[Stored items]

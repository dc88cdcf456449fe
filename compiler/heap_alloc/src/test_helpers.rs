//! Shared test utilities for allocation analysis.
//!
//! Builds small modules by hand so each test controls the exact shape of
//! the size argument and the use list. Only compiled in test builds.

use heap_ir::{DataLayout, Module, TyIdx, ValueId, MALLOC};

/// Module with the default 64-bit layout and `i8* malloc(i64)` declared.
pub(crate) fn malloc_module() -> (Module, ValueId) {
    crate::init_tracing();
    let mut module = Module::new("test").with_layout(DataLayout::default());
    let malloc = declare_malloc(&mut module, TyIdx::I64);
    (module, malloc)
}

/// Same as [`malloc_module`] but without a target layout, so `sizeof`
/// never folds.
pub(crate) fn malloc_module_without_layout() -> (Module, ValueId) {
    let mut module = Module::new("test");
    let malloc = declare_malloc(&mut module, TyIdx::I64);
    (module, malloc)
}

/// Declare `i8* malloc(size_ty)`.
pub(crate) fn declare_malloc(module: &mut Module, size_ty: TyIdx) -> ValueId {
    let ty = module.types_mut().function(&[size_ty], TyIdx::I8_PTR);
    module.declare_function(MALLOC, ty)
}

/// `call malloc(size)`.
pub(crate) fn call_alloc(module: &mut Module, malloc: ValueId, size: ValueId) -> ValueId {
    module.call(malloc, &[size])
}

/// `bitcast value to elem*`.
pub(crate) fn cast_to(module: &mut Module, value: ValueId, elem: TyIdx) -> ValueId {
    let ptr = module.types_mut().pointer(elem);
    module.bitcast(value, ptr)
}

/// `call malloc(size)` followed by a single bitcast to `elem*`.
pub(crate) fn alloc_as(
    module: &mut Module,
    malloc: ValueId,
    size: ValueId,
    elem: TyIdx,
) -> (ValueId, ValueId) {
    let call = call_alloc(module, malloc, size);
    let cast = cast_to(module, call, elem);
    (call, cast)
}

/// `sizeof(elem)` as a constant node of type `i64`.
pub(crate) fn size_of(module: &mut Module, elem: TyIdx) -> ValueId {
    module.constant(heap_ir::Constant::size_of(elem))
}
//! Constant values and constant expressions.
//!
//! Constants are compared structurally: two constants are "the same
//! constant" exactly when they are equal as trees. The module uniques
//! constant nodes, so a constant built twice maps to one graph value, and a
//! constant computed by an analysis can be matched against a graph operand
//! without ever entering the graph.

use crate::ty::{TyIdx, TypePool};

/// An integer constant or a constant expression over integers.
#[derive(Clone, Debug, PartialEq, Eq, Hash)]
#[cfg_attr(feature = "cache", derive(serde::Serialize, serde::Deserialize))]
pub enum Constant {
    /// Integer literal. `value` holds the raw bits, zero-extended.
    Int { ty: TyIdx, value: u64 },
    /// Allocation size of a type. Always typed `i64`; folds only when a
    /// target layout is known.
    SizeOf(TyIdx),
    /// Truncation to a narrower integer type.
    Trunc { value: Box<Constant>, ty: TyIdx },
    /// Zero extension to a wider integer type.
    ZExt { value: Box<Constant>, ty: TyIdx },
    /// Product of two constants of the same type.
    Mul(Box<Constant>, Box<Constant>),
}

impl Constant {
    /// Integer literal of type `ty`.
    pub fn int(ty: TyIdx, value: u64) -> Self {
        Constant::Int { ty, value }
    }

    /// `sizeof(ty)` as an `i64` constant expression.
    pub fn size_of(ty: TyIdx) -> Self {
        Constant::SizeOf(ty)
    }

    /// `lhs * rhs` as a constant expression.
    pub fn mul(lhs: Constant, rhs: Constant) -> Self {
        Constant::Mul(Box::new(lhs), Box::new(rhs))
    }

    /// The integer type of this constant.
    pub fn ty(&self) -> TyIdx {
        match self {
            Constant::Int { ty, .. } | Constant::Trunc { ty, .. } | Constant::ZExt { ty, .. } => {
                *ty
            }
            Constant::SizeOf(_) => TyIdx::I64,
            Constant::Mul(lhs, _) => lhs.ty(),
        }
    }

    /// The literal value, if this is an integer literal.
    pub fn as_int(&self) -> Option<u64> {
        match self {
            Constant::Int { value, .. } => Some(*value),
            _ => None,
        }
    }

    /// True only for the integer literal `1`.
    pub fn is_one(&self) -> bool {
        self.as_int() == Some(1)
    }

    /// True for constant expressions (anything but a literal).
    pub fn is_expr(&self) -> bool {
        !matches!(self, Constant::Int { .. })
    }

    /// Coerce an integer constant to `ty`: unchanged when the widths match,
    /// truncated when `ty` is narrower, zero-extended when it is wider.
    ///
    /// Constants whose width or target width is unknown are returned
    /// unchanged.
    #[must_use]
    pub fn coerce_int(self, ty: TyIdx, pool: &TypePool) -> Self {
        let (Some(from), Some(to)) = (pool.int_bits(self.ty()), pool.int_bits(ty)) else {
            return self;
        };
        match from.cmp(&to) {
            std::cmp::Ordering::Equal => self,
            std::cmp::Ordering::Greater => Constant::Trunc {
                value: Box::new(self),
                ty,
            },
            std::cmp::Ordering::Less => Constant::ZExt {
                value: Box::new(self),
                ty,
            },
        }
    }
}

#[cfg(test)]
mod tests;
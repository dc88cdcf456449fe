//! Heap allocation site analysis.
//!
//! Lowering reduces `new T` / `new T[n]` to an untyped byte allocation:
//! a call to `malloc(size)` whose `i8*` result is bitcast to `T*`. This
//! crate recovers what that lowering erased, answering for any value of a
//! [`Module`]:
//!
//! - **Is it an allocation?** ([`AllocAnalysis::is_alloc`]): a call to the
//!   allocation symbol, or a bitcast of one.
//! - **What type does it allocate?**
//!   ([`AllocAnalysis::allocated_element_type`]): from the call's unique
//!   bitcast use, or the raw `i8` when it is never cast.
//! - **Is it an array?** ([`AllocAnalysis::is_array_alloc`]): from the
//!   shape of the size argument relative to `sizeof(T)`.
//! - **How many elements?** ([`AllocAnalysis::array_element_count`]).
//!
//! [`AllocAnalysis::sites`] runs all four questions over every allocation
//! call in a module and returns one [`AllocSite`] each.
//!
//! # Design
//!
//! Every query is a pure function of a borrowed `&Module`: nothing is
//! cached and nothing is written back to the graph. The allocation symbol
//! is resolved once, when the analysis is created, instead of by name on
//! every query. Answers that cannot be established are `None` / `false`;
//! calling an extractor on something that is not an allocation call is a
//! [`ContractViolation`].
//!
//! Query chain: classify → unwrap cast → recover type → match array
//! pattern → extract count. Each query costs one scan of one value's use
//! list at most.

mod alloc_type;
mod array;
mod array_size;
mod classify;
mod error;
mod survey;

#[cfg(test)]
mod test_helpers;

use std::sync::Once;

use heap_ir::{ConstFold, DataLayout, Folder, Module, ValueId};

pub use array_size::ArraySize;
pub use error::ContractViolation;
pub use survey::AllocSite;

/// Name of the allocation function recognized by [`AllocAnalysis::new`].
pub const ALLOC_SYMBOL: &str = heap_ir::MALLOC;

/// Allocation site queries over one module.
///
/// Holds only borrowed state: the module, the resolved allocation symbol,
/// the layout used to fold `sizeof`, and the folding oracle.
#[derive(Clone, Copy)]
pub struct AllocAnalysis<'m> {
    module: &'m Module,
    alloc_fn: Option<ValueId>,
    layout: Option<&'m DataLayout>,
    folder: &'m (dyn ConstFold + Sync),
}

impl<'m> AllocAnalysis<'m> {
    /// Create an analysis for `module`, resolving [`ALLOC_SYMBOL`] in its
    /// symbol table and folding with the module's own layout.
    ///
    /// If the module never declares the allocation function, no value is
    /// recognized as an allocation.
    pub fn new(module: &'m Module) -> Self {
        Self::with_symbol(module, module.function(ALLOC_SYMBOL))
    }

    /// Create an analysis with an already-resolved allocation symbol.
    pub fn with_symbol(module: &'m Module, alloc_fn: Option<ValueId>) -> Self {
        Self {
            module,
            alloc_fn,
            layout: module.layout(),
            folder: &Folder,
        }
    }

    /// Fold `sizeof` with `layout` instead of the module's layout.
    #[must_use]
    pub fn with_layout(mut self, layout: Option<&'m DataLayout>) -> Self {
        self.layout = layout;
        self
    }

    /// Use `folder` as the constant-folding oracle.
    #[must_use]
    pub fn with_folder(mut self, folder: &'m (dyn ConstFold + Sync)) -> Self {
        self.folder = folder;
        self
    }

    pub fn module(&self) -> &'m Module {
        self.module
    }

    /// The allocation symbol this analysis recognizes calls to.
    pub fn alloc_symbol(&self) -> Option<ValueId> {
        self.alloc_fn
    }

    fn fold(&self, constant: &heap_ir::Constant) -> Option<heap_ir::Constant> {
        self.folder.fold(constant, self.module.types(), self.layout)
    }
}

static TRACING_INIT: Once = Once::new();

/// Install a `RUST_LOG`-filtered subscriber for the survey's events.
///
/// Does nothing when `RUST_LOG` is unset or unparsable, or when the host
/// already installed a global subscriber. Repeated calls are no-ops.
/// Site summaries log at `RUST_LOG=heap_alloc=trace`.
pub fn init_tracing() {
    TRACING_INIT.call_once(|| {
        use tracing_subscriber::{fmt, prelude::*, EnvFilter};

        let Ok(filter) = EnvFilter::try_from_default_env() else {
            return;
        };
        // A host subscriber takes precedence.
        let _ = tracing_subscriber::registry()
            .with(fmt::layer().with_target(true).without_time())
            .with(filter)
            .try_init();
    });
}
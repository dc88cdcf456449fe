//! Contract violations.
//!
//! Extractors require the caller to have recognized the value as an
//! allocation call first. Breaking that contract, or handing in IR whose
//! size argument departs from the canonical encoding after recognition
//! accepted it, is reported here. Indeterminate answers are not errors.

use heap_ir::{TyIdx, ValueId};

/// A caller broke an extractor's precondition.
#[derive(Clone, Debug, PartialEq, Eq, thiserror::Error)]
pub enum ContractViolation {
    /// The value is not a call to the allocation symbol.
    #[error("{value} is not a call to the allocation function")]
    NotAllocationCall { value: ValueId },
    /// The allocation call passes no size argument.
    #[error("allocation call {call} has no size argument")]
    MissingSizeArgument { call: ValueId },
    /// The type recovered for the call is not a pointer type.
    #[error("allocation call {call} produces non-pointer type {ty:?}")]
    NonPointerType { call: ValueId, ty: TyIdx },
    /// An array-classified call whose constant size carries no extractable
    /// element count.
    #[error("size argument of array allocation {call} does not encode an element count")]
    MalformedSizeArgument { call: ValueId },
}
//! Interned IR types.
//!
//! Every type is stored once in a [`TypePool`] and referenced by a 32-bit
//! [`TyIdx`]. Type equality is index equality.
//!
//! The primitive types used by allocation analysis (`void`, the integer
//! widths, the float types, and the generic byte pointer `i8*`) are
//! pre-interned at fixed indices so they can be named without a pool.

use std::fmt;

use rustc_hash::FxHashMap;

/// A 32-bit index into the type pool.
#[derive(Copy, Clone, PartialEq, Eq, Hash, PartialOrd, Ord)]
#[cfg_attr(feature = "cache", derive(serde::Serialize, serde::Deserialize))]
#[repr(transparent)]
pub struct TyIdx(u32);

impl TyIdx {
    // === Pre-interned types (indices 0-8) ===

    /// `void`.
    pub const VOID: Self = Self(0);
    /// `i1`.
    pub const I1: Self = Self(1);
    /// `i8`.
    pub const I8: Self = Self(2);
    /// `i16`.
    pub const I16: Self = Self(3);
    /// `i32`.
    pub const I32: Self = Self(4);
    /// `i64`.
    pub const I64: Self = Self(5);
    /// `float`.
    pub const F32: Self = Self(6);
    /// `double`.
    pub const F64: Self = Self(7);
    /// `i8*`, the raw result type of the allocation function.
    pub const I8_PTR: Self = Self(8);

    /// Number of pre-interned types.
    pub const PREINTERNED_COUNT: u32 = 9;

    /// Sentinel for "no type".
    pub const NONE: Self = Self(u32::MAX);

    /// Create an index from a raw value.
    #[inline]
    pub const fn from_raw(raw: u32) -> Self {
        Self(raw)
    }

    /// Get the raw `u32` value.
    #[inline]
    pub const fn raw(self) -> u32 {
        self.0
    }

    /// Get the index as `usize` (for indexing into `Vec`s).
    #[inline]
    pub const fn index(self) -> usize {
        self.0 as usize
    }

    /// Check if this is the NONE sentinel.
    #[inline]
    pub const fn is_none(self) -> bool {
        self.0 == u32::MAX
    }
}

impl fmt::Debug for TyIdx {
    fn fmt(&self, f: &mut fmt::Formatter<'_>) -> fmt::Result {
        match *self {
            Self::VOID => write!(f, "TyIdx::VOID"),
            Self::I1 => write!(f, "TyIdx::I1"),
            Self::I8 => write!(f, "TyIdx::I8"),
            Self::I16 => write!(f, "TyIdx::I16"),
            Self::I32 => write!(f, "TyIdx::I32"),
            Self::I64 => write!(f, "TyIdx::I64"),
            Self::F32 => write!(f, "TyIdx::F32"),
            Self::F64 => write!(f, "TyIdx::F64"),
            Self::I8_PTR => write!(f, "TyIdx::I8_PTR"),
            Self::NONE => write!(f, "TyIdx::NONE"),
            _ => write!(f, "TyIdx({})", self.0),
        }
    }
}

/// Structural description of an interned type.
#[derive(Clone, Debug, PartialEq, Eq, Hash)]
#[cfg_attr(feature = "cache", derive(serde::Serialize, serde::Deserialize))]
pub enum TyKind {
    Void,
    /// Integer of arbitrary bit width.
    Int { bits: u32 },
    Float,
    Double,
    /// Typed pointer. The pointee is what an allocation's cast recovers.
    Pointer { pointee: TyIdx },
    Array { elem: TyIdx, len: u64 },
    Struct { fields: Vec<TyIdx> },
    Function { params: Vec<TyIdx>, ret: TyIdx },
}

/// Interning pool for IR types.
pub struct TypePool {
    kinds: Vec<TyKind>,
    interned: FxHashMap<TyKind, TyIdx>,
}

impl TypePool {
    /// Create a pool with the pre-interned types at their fixed indices.
    pub fn new() -> Self {
        let mut pool = Self {
            kinds: Vec::with_capacity(64),
            interned: FxHashMap::default(),
        };

        let preinterned = [
            TyKind::Void,
            TyKind::Int { bits: 1 },
            TyKind::Int { bits: 8 },
            TyKind::Int { bits: 16 },
            TyKind::Int { bits: 32 },
            TyKind::Int { bits: 64 },
            TyKind::Float,
            TyKind::Double,
            TyKind::Pointer {
                pointee: TyIdx::I8,
            },
        ];
        for kind in preinterned {
            pool.intern(kind);
        }
        debug_assert_eq!(pool.len(), TyIdx::PREINTERNED_COUNT as usize);

        pool
    }

    /// Number of interned types.
    pub fn len(&self) -> usize {
        self.kinds.len()
    }

    /// The pool always holds the pre-interned types, so it is never empty.
    pub fn is_empty(&self) -> bool {
        self.kinds.is_empty()
    }

    /// Intern a type description, returning the existing index if present.
    #[allow(clippy::cast_possible_truncation)] // pools never approach u32::MAX entries
    pub fn intern(&mut self, kind: TyKind) -> TyIdx {
        if let Some(&idx) = self.interned.get(&kind) {
            return idx;
        }
        let idx = TyIdx::from_raw(self.kinds.len() as u32);
        self.kinds.push(kind.clone());
        self.interned.insert(kind, idx);
        idx
    }

    /// Look up the description of `idx`.
    ///
    /// Returns `None` for `TyIdx::NONE` or an index from another pool.
    pub fn get(&self, idx: TyIdx) -> Option<&TyKind> {
        self.kinds.get(idx.index())
    }

    // === Constructors ===

    /// `iN`.
    pub fn int(&mut self, bits: u32) -> TyIdx {
        self.intern(TyKind::Int { bits })
    }

    /// `pointee*`.
    pub fn pointer(&mut self, pointee: TyIdx) -> TyIdx {
        self.intern(TyKind::Pointer { pointee })
    }

    /// `[len x elem]`.
    pub fn array(&mut self, elem: TyIdx, len: u64) -> TyIdx {
        self.intern(TyKind::Array { elem, len })
    }

    /// `{ fields... }`.
    pub fn structure(&mut self, fields: &[TyIdx]) -> TyIdx {
        self.intern(TyKind::Struct {
            fields: fields.to_vec(),
        })
    }

    /// `ret (params...)`.
    pub fn function(&mut self, params: &[TyIdx], ret: TyIdx) -> TyIdx {
        self.intern(TyKind::Function {
            params: params.to_vec(),
            ret,
        })
    }

    // === Introspection ===

    /// The pointee of a pointer type, `None` for every other type.
    pub fn pointee(&self, idx: TyIdx) -> Option<TyIdx> {
        match self.get(idx)? {
            TyKind::Pointer { pointee } => Some(*pointee),
            _ => None,
        }
    }

    /// Bit width of an integer type, `None` for every other type.
    pub fn int_bits(&self, idx: TyIdx) -> Option<u32> {
        match self.get(idx)? {
            TyKind::Int { bits } => Some(*bits),
            _ => None,
        }
    }

    pub fn is_pointer(&self, idx: TyIdx) -> bool {
        self.pointee(idx).is_some()
    }

    pub fn is_int(&self, idx: TyIdx) -> bool {
        self.int_bits(idx).is_some()
    }

    /// Render a type in LLVM-like textual syntax (`i32*`, `{ i8, i64 }`).
    pub fn display(&self, idx: TyIdx) -> TyDisplay<'_> {
        TyDisplay { pool: self, idx }
    }
}

impl Default for TypePool {
    fn default() -> Self {
        Self::new()
    }
}

/// Display adapter returned by [`TypePool::display`].
pub struct TyDisplay<'pool> {
    pool: &'pool TypePool,
    idx: TyIdx,
}

impl fmt::Display for TyDisplay<'_> {
    fn fmt(&self, f: &mut fmt::Formatter<'_>) -> fmt::Result {
        let Some(kind) = self.pool.get(self.idx) else {
            return write!(f, "<none>");
        };
        let nested = |idx| self.pool.display(idx);
        match kind {
            TyKind::Void => write!(f, "void"),
            TyKind::Int { bits } => write!(f, "i{bits}"),
            TyKind::Float => write!(f, "float"),
            TyKind::Double => write!(f, "double"),
            TyKind::Pointer { pointee } => write!(f, "{}*", nested(*pointee)),
            TyKind::Array { elem, len } => write!(f, "[{len} x {}]", nested(*elem)),
            TyKind::Struct { fields } => {
                write!(f, "{{ ")?;
                for (i, field) in fields.iter().enumerate() {
                    if i > 0 {
                        write!(f, ", ")?;
                    }
                    write!(f, "{}", nested(*field))?;
                }
                write!(f, " }}")
            }
            TyKind::Function { params, ret } => {
                write!(f, "{} (", nested(*ret))?;
                for (i, param) in params.iter().enumerate() {
                    if i > 0 {
                        write!(f, ", ")?;
                    }
                    write!(f, "{}", nested(*param))?;
                }
                write!(f, ")")
            }
        }
    }
}
//! Allocated type recovery.
//!
//! The allocation call itself returns `i8*`. The type the program actually
//! allocated lives in the destination type of the bitcast that consumes the
//! call, so recovery is only trustworthy when that bitcast is the call's
//! sole use:
//!
//! | Use list | Pointer type |
//! |---|---|
//! | exactly one use, a bitcast | the bitcast's destination type |
//! | no bitcast among the uses (including no uses) | the call's own `i8*` |
//! | a bitcast plus any other use | indeterminate |

use heap_ir::{TyIdx, ValueId};

use crate::{AllocAnalysis, ContractViolation};

impl AllocAnalysis<'_> {
    /// The pointer type an allocation call produces once its cast is taken
    /// into account. `Ok(None)` when the type is indeterminate.
    pub fn allocated_pointer_type(&self, call: ValueId) -> Result<Option<TyIdx>, ContractViolation> {
        self.expect_alloc_call(call)?;

        let module = self.module;
        let Some(cast) = self.first_bitcast_use(call) else {
            return Ok(module.ty(call));
        };

        if module.has_one_use(call) {
            Ok(module.ty(cast))
        } else {
            Ok(None)
        }
    }

    /// The element type an allocation call allocates: the pointee of
    /// [`allocated_pointer_type`](Self::allocated_pointer_type).
    pub fn allocated_element_type(&self, call: ValueId) -> Result<Option<TyIdx>, ContractViolation> {
        let Some(ptr_ty) = self.allocated_pointer_type(call)? else {
            return Ok(None);
        };
        match self.module.types().pointee(ptr_ty) {
            Some(elem) => Ok(Some(elem)),
            None => Err(ContractViolation::NonPointerType { call, ty: ptr_ty }),
        }
    }

    /// The bitcast that determines the call's type, when there is exactly
    /// one use and it is a bitcast.
    pub(crate) fn unique_cast(&self, call: ValueId) -> Option<ValueId> {
        let cast = self.first_bitcast_use(call)?;
        self.module.has_one_use(call).then_some(cast)
    }

    fn first_bitcast_use(&self, call: ValueId) -> Option<ValueId> {
        self.module
            .uses(call)
            .iter()
            .map(|u| u.user)
            .find(|&user| self.is_bitcast(user))
    }
}

#[cfg(test)]
mod tests;
//! Transport stream handed to the IMAP session.

use std::io;
use std::pin::Pin;
use std::task::{Context, Poll};

use futures_util::io::{AsyncRead, AsyncWrite};

/// The underlying async TCP stream (async-std compatible).
pub(crate) type AsyncTcpStream = async_io::Async<std::net::TcpStream>;

/// TLS wrapping of the TCP stream.
pub(crate) type TlsStream = async_native_tls::TlsStream<AsyncTcpStream>;

/// Either a cleartext or a TLS-wrapped connection, so the session has one
/// concrete stream type across all security modes.
#[derive(Debug)]
pub enum MailStream {
    Plain(AsyncTcpStream),
    Tls(TlsStream),
}

impl AsyncRead for MailStream {
    fn poll_read(
        self: Pin<&mut Self>,
        cx: &mut Context<'_>,
        buf: &mut [u8],
    ) -> Poll<io::Result<usize>> {
        match self.get_mut() {
            MailStream::Plain(stream) => Pin::new(stream).poll_read(cx, buf),
            MailStream::Tls(stream) => Pin::new(stream).poll_read(cx, buf),
        }
    }
}

impl AsyncWrite for MailStream {
    fn poll_write(
        self: Pin<&mut Self>,
        cx: &mut Context<'_>,
        buf: &[u8],
    ) -> Poll<io::Result<usize>> {
        match self.get_mut() {
            MailStream::Plain(stream) => Pin::new(stream).poll_write(cx, buf),
            MailStream::Tls(stream) => Pin::new(stream).poll_write(cx, buf),
        }
    }

    fn poll_flush(self: Pin<&mut Self>, cx: &mut Context<'_>) -> Poll<io::Result<()>> {
        match self.get_mut() {
            MailStream::Plain(stream) => Pin::new(stream).poll_flush(cx),
            MailStream::Tls(stream) => Pin::new(stream).poll_flush(cx),
        }
    }

    fn poll_close(self: Pin<&mut Self>, cx: &mut Context<'_>) -> Poll<io::Result<()>> {
        match self.get_mut() {
            MailStream::Plain(stream) => Pin::new(stream).poll_close(cx),
            MailStream::Tls(stream) => Pin::new(stream).poll_close(cx),
        }
    }
}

▶ WHAT THE TASK ASKS
A copy of each line in the data above that holds the string "usize" is needed.

▶ RESPONSE AREA
    /// Get the index as `usize` (for indexing into `Vec`s).
    pub const fn index(self) -> usize {
        self.0 as usize
        debug_assert_eq!(pool.len(), TyIdx::PREINTERNED_COUNT as usize);
    pub fn len(&self) -> usize {
    ) -> Poll<io::Result<usize>> {
    ) -> Poll<io::Result<usize>> {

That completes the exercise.